Legal challenge to “constitutionally unprecedented” protest rights restrictions

The National Council of Civil Liberties (‘Liberty’) is making a civil claim to challenge the ‘constitutionally unprecedented’ UK anti-protest law that makes it easier for the police to interfere with protest rights.

Under new regulations police can restrict peaceful demonstrations as “serious disruption to the life of the community” if they consider obstructions or delays caused by public protest to be “more than minor”.

Proposed changes to the Public Order Act 1986 along these lines had been rejected by the House of Lords after much debate and scrutiny. However, the former home secretary Suella Braverman sought to bypass these objections, utilising the government’s “Henry VIII” powers to amend the law through regulations rather than legislation.

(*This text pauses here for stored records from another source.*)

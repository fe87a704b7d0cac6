use crate::model::User;
use chrono::Utc;
use serde::Deserialize;
use std::collections::BTreeMap;
use std::sync::{Arc, Mutex, MutexGuard, PoisonError};

/// Writable user fields as sent by clients.
#[derive(Debug, Clone, Default, PartialEq, Eq, Deserialize)]
#[serde(default)]
pub struct UserInput {
    pub name: String,
    pub email: String,
}

#[derive(Debug, Default)]
struct StoreState {
    next_id: u64,
    users: BTreeMap<u64, User>,
}

/// In-memory user table shared by all request coroutines.
#[derive(Debug, Clone, Default)]
pub struct UserStore {
    state: Arc<Mutex<StoreState>>,
}

impl UserStore {
    #[must_use]
    pub fn new() -> Self {
        Self::default()
    }

    fn lock(&self) -> MutexGuard<'_, StoreState> {
        // a panicked writer cannot leave a half-inserted user behind
        self.state.lock().unwrap_or_else(PoisonError::into_inner)
    }

    /// All users ordered by id.
    #[must_use]
    pub fn list(&self) -> Vec<User> {
        self.lock().users.values().cloned().collect()
    }

    #[must_use]
    pub fn get(&self, id: u64) -> Option<User> {
        self.lock().users.get(&id).cloned()
    }

    /// Insert a new user and assign the next id.
    pub fn create(&self, input: UserInput) -> User {
        let mut state = self.lock();
        state.next_id += 1;
        let now = Utc::now();
        let user = User {
            id: state.next_id,
            name: input.name,
            email: input.email,
            created_at: now,
            updated_at: now,
        };
        state.users.insert(user.id, user.clone());
        user
    }

    /// Apply the non-empty fields of `input` to an existing user.
    pub fn update(&self, id: u64, input: UserInput) -> Option<User> {
        let mut state = self.lock();
        let user = state.users.get_mut(&id)?;
        if !input.name.is_empty() {
            user.name = input.name;
        }
        if !input.email.is_empty() {
            user.email = input.email;
        }
        user.updated_at = Utc::now();
        Some(user.clone())
    }

    /// Remove a user; returns whether it existed.
    pub fn delete(&self, id: u64) -> bool {
        self.lock().users.remove(&id).is_some()
    }

    #[must_use]
    pub fn len(&self) -> usize {
        self.lock().users.len()
    }

    #[must_use]
    pub fn is_empty(&self) -> bool {
        self.len() == 0
    }
}
use clap::Parser;
use went::cli::{run_cli, Cli};
use went::config::load_dotenv;
use went::logging::{init_logging_with_config, LogConfig};

fn main() -> anyhow::Result<()> {
    load_dotenv();
    let _guard = init_logging_with_config(&LogConfig::from_env())?;
    run_cli(Cli::parse())
}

Liberty is seeking to have the regulations overturned, saying they ‘represent a constitutionally unprecedented attempt on the part of the executive to achieve by the back door through delegated legislation what it was not able to achieve through the front.’

Katy Watts, a lawyer at Liberty, said: ‘These laws had been thrown out by parliament just months before the then home secretary introduced them. It’s shocking to see the government so flagrantly disregard our vital democratic checks and balances, and we’re determined not to let this stand.’ The government should not be ‘allowed to get away with it. ’

The Home Office says while the right to protest is recognised, ‘it is also important to safeguard the right of the law-abiding majority to conduct their ordinary activities’ and that proper parliamentary procedure was followed.